* **Work to complete**:
Type again, exactly, the lines below from the start through the line that includes "catalog, and groups".

*** Extracted entries ***

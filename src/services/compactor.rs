//! Compaction Service
//!
//! Merges adjacent, fully populated chunks into wider ones so that file
//! count stays bounded and range reads touch fewer files:
//!
//! - A planner runs on a fixed interval, snapshots the catalog, and groups
//!   each query's complete chunks into jitter-aligned destination buckets.
//! - Only full buckets become tasks; partial buckets are retried next cycle.
//! - A fixed pool of workers consumes tasks from a bounded channel, each
//!   owning a reusable scratch buffer.
//!
//! A task either fully succeeds (destination published, sources unlinked) or
//! fully fails (destination discarded, sources and catalog untouched).

use std::collections::HashMap;
use std::fmt;
use std::sync::Arc;
use std::time::Duration;

use parking_lot::RwLock;
use serde::{Deserialize, Serialize};
use tokio::sync::{broadcast, mpsc, Mutex};
use tokio::time::{interval, Instant};

use crate::aggregation;
use crate::catalog::ChunkCatalog;
use crate::error::CompactionError;
use crate::metrics;
use crate::storage::chunk::ChunkInfo;
use crate::storage::reader::ChunkReader;
use crate::storage::writer::{ChunkBuf, ChunkWriter};
use crate::types::{jitter_offset, truncate, DurationSecs, Time};

use super::framework::{Service, ServiceError, ServiceStatus};

// ============================================================================
// Configuration
// ============================================================================

/// One rung of the compaction ladder
#[derive(Debug, Clone, Copy, PartialEq, Eq, Serialize, Deserialize)]
pub struct Compactor {
    /// Duration of the chunks this rung consumes, in seconds
    pub src_chunk_duration_seconds: DurationSecs,

    /// Duration of the chunk this rung produces, in seconds
    pub dst_chunk_duration_seconds: DurationSecs,
}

*** End of Extracted entries ***

* **Response to the task**:
filename src/services/compactor.rs
//! Compaction Service
//!
//! Merges adjacent, fully populated chunks into wider ones so that file
//! count stays bounded and range reads touch fewer files:
//!
//! - A planner runs on a fixed interval, snapshots the catalog, and groups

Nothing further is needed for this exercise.